Task brief: From the entries below, copy out all lines holding "Serialize".

Records for this task:
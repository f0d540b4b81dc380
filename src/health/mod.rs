//! Health and role classification
//!
//! Load balancers ask "should I route to this node for X?". Each route maps
//! to a [`HealthRoute`]; the answer combines the local PostgreSQL status,
//! the cluster snapshot and query constraints (`lag=`, `tag_*=`, `mode=`).

mod classifier;
mod lag;
mod route;
mod status;

pub use classifier::{liveness, NodeView, OK, UNAVAILABLE};
pub use lag::parse_lag;
pub use route::{HealthRoute, ReadinessMode, RouteQuery, HEALTH_PATHS};
pub use status::{status_document, unknown_document, NodeIdentity, StatusContext};
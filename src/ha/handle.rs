//! HA loop seam
//!
//! The promote/demote decision loop runs outside the control API. The API
//! only asks it questions (is this node the leader, what is PostgreSQL
//! doing) and hands it requests (restart, reinitialize, reload).

use std::collections::BTreeMap;

use chrono::{DateTime, FixedOffset, Utc};
use serde::Serialize;
use serde_json::Value;

use crate::dcs::Member;
use crate::postgres::{ParamDiff, Role, State};
use crate::restart::RestartRequest;

/// Health of a potential failover candidate as seen by the HA loop.
#[derive(Debug, Clone, PartialEq, Eq)]
pub struct MemberStatus {
    pub name: String,
    pub reachable: bool,
    pub in_recovery: Option<bool>,
    pub wal_position: u64,
    pub nofailover: bool,
    pub watchdog_failed: bool,
}

impl MemberStatus {
    pub fn unreachable(name: impl Into<String>) -> Self {
        Self {
            name: name.into(),
            reachable: false,
            in_recovery: None,
            wal_position: 0,
            nofailover: false,
            watchdog_failed: false,
        }
    }

    /// Why this member may not be promoted, `None` when it may.
    pub fn failover_limitation(&self) -> Option<&'static str> {
        if !self.reachable {
            Some("not reachable")
        } else if self.nofailover {
            Some("not allowed to promote")
        } else if self.watchdog_failed {
            Some("not watchdog capable")
        } else {
            None
        }
    }
}

/// A restart waiting for its time.
#[derive(Debug, Clone, PartialEq, Serialize)]
pub struct ScheduledRestart {
    pub schedule: DateTime<FixedOffset>,
    #[serde(skip_serializing_if = "Option::is_none")]
    pub postmaster_start_time: Option<String>,
    /// Remaining filters; `filters.schedule` is always `None`
    #[serde(flatten)]
    pub filters: RestartRequest,
}

impl ScheduledRestart {
    /// Build from a scheduled request, `None` if it carries no schedule.
    pub fn from_request(request: &RestartRequest, postmaster_start_time: Option<String>) -> Option<Self> {
        let schedule = request.schedule?;
        let mut filters = request.clone();
        filters.schedule = None;
        Some(Self {
            schedule,
            postmaster_start_time,
            filters,
        })
    }
}

/// Questions and requests the control API sends to the HA loop.
pub trait HaHandle: Send + Sync {
    /// True while this node holds the leader lock.
    fn is_leader(&self) -> bool;

    fn postgres_state(&self) -> State;

    fn postgres_role(&self) -> Role;

    /// `server_version_num` of the running binary.
    fn server_version(&self) -> u32;

    /// Parameters waiting for a restart.
    fn pending_restart_reason(&self) -> BTreeMap<String, ParamDiff>;

    fn watchdog_failed(&self) -> bool;

    /// When the loop plans its next iteration; drives liveness.
    fn next_run(&self) -> Option<DateTime<Utc>>;

    /// Interrupt the loop sleep so it notices a DCS change sooner.
    fn wakeup(&self);

    /// Candidates' health for failover decisions.
    fn fetch_nodes_statuses(&self, members: &[Member]) -> Vec<MemberStatus>;

    /// Restart now. `Ok((done, message))`; `Err` when the restart blew up.
    fn restart(&self, request: &RestartRequest) -> Result<(bool, String), String>;

    fn scheduled_restart(&self) -> Option<ScheduledRestart>;

    /// Record a future restart. `false` if one is already scheduled.
    fn schedule_future_restart(&self, request: &RestartRequest) -> bool;

    /// Drop the future restart. `false` if there was none.
    fn delete_future_restart(&self) -> bool;

    /// Start re-seeding from the leader. `None` once started, otherwise the
    /// reason it cannot start.
    fn reinitialize(&self, force: bool) -> Option<String>;

    /// Reload local configuration.
    fn reload(&self);

    /// Stop the node gracefully.
    fn shutdown(&self);

    /// Failsafe mode is configured for the cluster.
    fn is_failsafe_mode(&self) -> bool;

    /// The leader is running on failsafe grants while the DCS is down.
    fn failsafe_is_active(&self) -> bool;

    /// Apply a failsafe heartbeat from the leader. `None` when accepted.
    fn update_failsafe(&self, data: &Value) -> Option<String>;

    /// This node coordinates an MPP (Citus) group.
    fn is_mpp_coordinator(&self) -> bool;

    fn handle_mpp_event(&self, event: &Value);
}

#[cfg(test)]
mod tests {
    use super::*;

    #[test]
    fn test_failover_limitations() {
        let mut status = MemberStatus {
            name: "n".into(),
            reachable: true,
            in_recovery: Some(true),
            wal_position: 10,
            nofailover: false,
            watchdog_failed: false,
        };
        assert_eq!(status.failover_limitation(), None);
        status.watchdog_failed = true;
        assert_eq!(status.failover_limitation(), Some("not watchdog capable"));
        status.nofailover = true;
        assert_eq!(status.failover_limitation(), Some("not allowed to promote"));
        assert_eq!(
            MemberStatus::unreachable("x").failover_limitation(),
            Some("not reachable")
        );
    }
}
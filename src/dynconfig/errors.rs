//! # Dynamic Configuration Errors

use thiserror::Error;

/// Result type for dynamic configuration writes
pub type ConfigMergeResult<T> = Result<T, ConfigMergeError>;

/// Dynamic configuration errors
#[derive(Debug, Clone, PartialEq, Eq, Error)]
pub enum ConfigMergeError {
    #[error("{0}")]
    InvalidBody(String),

    #[error("configuration is not available in DCS")]
    NoConfig,

    #[error("configuration was modified concurrently")]
    Conflict,

    #[error("DCS is not accessible: {0}")]
    Unavailable(String),

    #[error("failed to write configuration into DCS")]
    WriteFailed,
}

impl ConfigMergeError {
    /// Returns the HTTP status code for this error
    pub fn status_code(&self) -> u16 {
        match self {
            ConfigMergeError::InvalidBody(_) => 400,
            ConfigMergeError::NoConfig
            | ConfigMergeError::Conflict
            | ConfigMergeError::Unavailable(_) => 503,
            ConfigMergeError::WriteFailed => 502,
        }
    }
}
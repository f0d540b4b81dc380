//! # HTTP Errors
//!
//! Operator-facing failures are answered as plain text with the status
//! code that classifies them.

use axum::{
    body::Bytes,
    http::StatusCode,
    response::{IntoResponse, Response},
};
use serde_json::Value;
use thiserror::Error;

use crate::dynconfig::ConfigMergeError;
use crate::restart::RestartError;
use crate::switchover::SwitchoverOutcome;

/// Errors raised by route handlers
#[derive(Debug, Clone, PartialEq, Eq, Error)]
pub enum ApiError {
    /// Body is not valid JSON
    #[error("Invalid JSON body: {0}")]
    MalformedBody(String),

    #[error("{message}")]
    Status { status: u16, message: String },

    /// A blocking task did not complete
    #[error("internal error: {0}")]
    Internal(String),
}

impl ApiError {
    pub fn status(status: u16, message: impl Into<String>) -> Self {
        ApiError::Status {
            status,
            message: message.into(),
        }
    }

    /// Returns the HTTP status code for this error
    pub fn status_code(&self) -> u16 {
        match self {
            ApiError::MalformedBody(_) => 400,
            ApiError::Status { status, .. } => *status,
            ApiError::Internal(_) => 500,
        }
    }
}

impl From<RestartError> for ApiError {
    fn from(err: RestartError) -> Self {
        ApiError::status(err.status_code(), err.to_string())
    }
}

impl From<ConfigMergeError> for ApiError {
    fn from(err: ConfigMergeError) -> Self {
        ApiError::status(err.status_code(), err.to_string())
    }
}

impl From<tokio::task::JoinError> for ApiError {
    fn from(err: tokio::task::JoinError) -> Self {
        ApiError::Internal(err.to_string())
    }
}

impl IntoResponse for ApiError {
    fn into_response(self) -> Response {
        text_response(self.status_code(), self.to_string())
    }
}

/// Plain text response with an arbitrary status.
pub fn text_response(status: u16, message: impl Into<String>) -> Response {
    let status = StatusCode::from_u16(status).unwrap_or(StatusCode::INTERNAL_SERVER_ERROR);
    (status, message.into()).into_response()
}

impl IntoResponse for SwitchoverOutcome {
    fn into_response(self) -> Response {
        text_response(self.status, self.message)
    }
}

/// Parse an optional JSON body. An empty body reads as `{}`.
pub fn parse_json_body(body: &Bytes) -> Result<Value, ApiError> {
    if body.iter().all(u8::is_ascii_whitespace) {
        return Ok(Value::Object(Default::default()));
    }
    serde_json::from_slice(body).map_err(|e| ApiError::MalformedBody(e.to_string()))
}

/// Parse a mandatory JSON object body. Empty bodies are refused.
pub fn parse_json_object_body(body: &Bytes) -> Result<Value, ApiError> {
    if body.iter().all(u8::is_ascii_whitespace) {
        return Err(ApiError::status(400, "Configuration must be a JSON object"));
    }
    let value: Value =
        serde_json::from_slice(body).map_err(|e| ApiError::MalformedBody(e.to_string()))?;
    if !value.is_object() {
        return Err(ApiError::status(400, "Configuration must be a JSON object"));
    }
    Ok(value)
}

#[cfg(test)]
mod tests {
    use super::*;
    use serde_json::json;

    #[test]
    fn test_empty_body_is_empty_object() {
        assert_eq!(parse_json_body(&Bytes::new()).unwrap(), json!({}));
        assert_eq!(parse_json_body(&Bytes::from_static(b" \n")).unwrap(), json!({}));
    }

    #[test]
    fn test_object_body_is_mandatory() {
        let err = parse_json_object_body(&Bytes::new()).unwrap_err();
        assert_eq!(err.status_code(), 400);
        assert_eq!(err.to_string(), "Configuration must be a JSON object");
        let err = parse_json_object_body(&Bytes::from_static(b"[1]")).unwrap_err();
        assert_eq!(err.status_code(), 400);
        assert_eq!(
            parse_json_object_body(&Bytes::from_static(b"{\"ttl\": 30}")).unwrap(),
            json!({"ttl": 30})
        );
    }

    #[test]
    fn test_malformed_body() {
        let err = parse_json_body(&Bytes::from_static(b"foobar=baz")).unwrap_err();
        assert_eq!(err.status_code(), 400);
    }

    #[test]
    fn test_restart_errors_keep_codes() {
        let err: ApiError = RestartError::InvalidRole.into();
        assert_eq!(err.status_code(), 400);
        assert_eq!(
            err.to_string(),
            "PostgreSQL role should be either primary, standby_leader, or replica"
        );
    }
}
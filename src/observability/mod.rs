//! Observability for the control API
//!
//! Logging goes through `tracing`; this module holds the request counters
//! and the Prometheus rendering behind `GET /metrics`.

mod metrics;
mod prometheus;

pub use metrics::{MetricsRegistry, MetricsSnapshot};
pub use prometheus::render_metrics;
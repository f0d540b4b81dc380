//! Connection seam for the local database
//!
//! The driver is plugged in through [`Connector`]. Besides the sqlx-backed
//! [`PgConnector`](super::PgConnector), [`FileConnector`] reads the row from
//! a JSON file on every query, which lets an external agent feed status into
//! a standalone API process, and [`StaticConnector`] serves a row held in
//! memory for tests.

use std::path::PathBuf;
use std::sync::{Arc, Mutex};

use super::errors::{PostgresConnectionError, PostgresResult};
use super::status::StatusRow;

/// An open connection able to run the diagnostic query.
pub trait Connection: Send {
    fn query_status(&mut self) -> PostgresResult<StatusRow>;
}

/// Opens new connections to the local database.
pub trait Connector: Send + Sync {
    fn connect(&self) -> PostgresResult<Box<dyn Connection>>;
}

// ==================
// Static connector
// ==================

struct StaticConnection {
    row: Arc<Mutex<PostgresResult<StatusRow>>>,
}

impl Connection for StaticConnection {
    fn query_status(&mut self) -> PostgresResult<StatusRow> {
        match self.row.lock() {
            Ok(guard) => guard.clone(),
            Err(poisoned) => poisoned.into_inner().clone(),
        }
    }
}

/// Connector serving a row held in memory.
#[derive(Clone)]
pub struct StaticConnector {
    row: Arc<Mutex<PostgresResult<StatusRow>>>,
    refuse: Arc<Mutex<bool>>,
}

impl StaticConnector {
    pub fn new(row: StatusRow) -> Self {
        Self {
            row: Arc::new(Mutex::new(Ok(row))),
            refuse: Arc::new(Mutex::new(false)),
        }
    }

    /// Replace the row returned by subsequent queries.
    pub fn set_row(&self, row: PostgresResult<StatusRow>) {
        if let Ok(mut guard) = self.row.lock() {
            *guard = row;
        }
    }

    /// Refuse new connections.
    pub fn refuse_connections(&self, refuse: bool) {
        if let Ok(mut guard) = self.refuse.lock() {
            *guard = refuse;
        }
    }
}

impl Connector for StaticConnector {
    fn connect(&self) -> PostgresResult<Box<dyn Connection>> {
        let refused = self.refuse.lock().map(|guard| *guard).unwrap_or(true);
        if refused {
            return Err(PostgresConnectionError::connect("connection refused"));
        }
        Ok(Box::new(StaticConnection {
            row: Arc::clone(&self.row),
        }))
    }
}

// ==================
// File connector
// ==================

struct FileConnection {
    path: PathBuf,
}

impl Connection for FileConnection {
    fn query_status(&mut self) -> PostgresResult<StatusRow> {
        let content = std::fs::read_to_string(&self.path).map_err(|e| {
            PostgresConnectionError::query(format!("{}: {}", self.path.display(), e))
        })?;
        serde_json::from_str(&content).map_err(|e| {
            PostgresConnectionError::query(format!("{}: invalid status: {}", self.path.display(), e))
        })
    }
}

/// Connector reading the status row from a JSON file.
#[derive(Debug, Clone)]
pub struct FileConnector {
    path: PathBuf,
}

impl FileConnector {
    pub fn new(path: impl Into<PathBuf>) -> Self {
        Self { path: path.into() }
    }
}

impl Connector for FileConnector {
    fn connect(&self) -> PostgresResult<Box<dyn Connection>> {
        if !self.path.exists() {
            return Err(PostgresConnectionError::connect(format!(
                "{} does not exist",
                self.path.display()
            )));
        }
        Ok(Box::new(FileConnection {
            path: self.path.clone(),
        }))
    }
}
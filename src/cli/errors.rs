//! CLI-specific error types
//!
//! Every CLI error ends the process with a non-zero exit code.

use std::fmt;
use std::io;

use crate::config::ConfigError;

/// CLI error codes
#[derive(Debug, Clone, PartialEq, Eq)]
pub enum CliErrorCode {
    /// Configuration file missing, malformed or invalid
    ConfigError,
    /// Listener or runtime I/O failure
    IoError,
    /// Startup failed before the listener came up
    BootFailed,
}

impl CliErrorCode {
    /// Get the error code string
    pub fn code(&self) -> &'static str {
        match self {
            Self::ConfigError => "PGHA_CLI_CONFIG_ERROR",
            Self::IoError => "PGHA_CLI_IO_ERROR",
            Self::BootFailed => "PGHA_CLI_BOOT_FAILED",
        }
    }
}

/// CLI error
#[derive(Debug)]
pub struct CliError {
    code: CliErrorCode,
    message: String,
}

impl CliError {
    pub fn new(code: CliErrorCode, message: impl Into<String>) -> Self {
        Self {
            code,
            message: message.into(),
        }
    }

    pub fn config_error(msg: impl Into<String>) -> Self {
        Self::new(CliErrorCode::ConfigError, msg)
    }

    pub fn io_error(msg: impl Into<String>) -> Self {
        Self::new(CliErrorCode::IoError, msg)
    }

    pub fn boot_failed(msg: impl Into<String>) -> Self {
        Self::new(CliErrorCode::BootFailed, msg)
    }

    pub fn code(&self) -> &CliErrorCode {
        &self.code
    }

    /// Get the error code string
    pub fn code_str(&self) -> &'static str {
        self.code.code()
    }

    pub fn message(&self) -> &str {
        &self.message
    }
}

impl fmt::Display for CliError {
    fn fmt(&self, f: &mut fmt::Formatter<'_>) -> fmt::Result {
        write!(f, "{}: {}", self.code.code(), self.message)
    }
}

impl std::error::Error for CliError {}

impl From<io::Error> for CliError {
    fn from(e: io::Error) -> Self {
        Self::io_error(e.to_string())
    }
}

impl From<ConfigError> for CliError {
    fn from(e: ConfigError) -> Self {
        Self::config_error(e.to_string())
    }
}

/// CLI result type
pub type CliResult<T> = Result<T, CliError>;

#[cfg(test)]
mod tests {
    use super::*;

    #[test]
    fn test_display_carries_code() {
        let err = CliError::config_error("restapi.listen: 'foo' is not a valid host:port");
        assert_eq!(err.code_str(), "PGHA_CLI_CONFIG_ERROR");
        assert_eq!(
            err.to_string(),
            "PGHA_CLI_CONFIG_ERROR: restapi.listen: 'foo' is not a valid host:port"
        );
    }

    #[test]
    fn test_from_io_error() {
        let err: CliError = io::Error::new(io::ErrorKind::AddrInUse, "address in use").into();
        assert_eq!(err.code(), &CliErrorCode::IoError);
        assert_eq!(err.message(), "address in use");
    }
}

Your response:
use serde::Serialize;
#[derive(Debug, Clone, PartialEq, Serialize)]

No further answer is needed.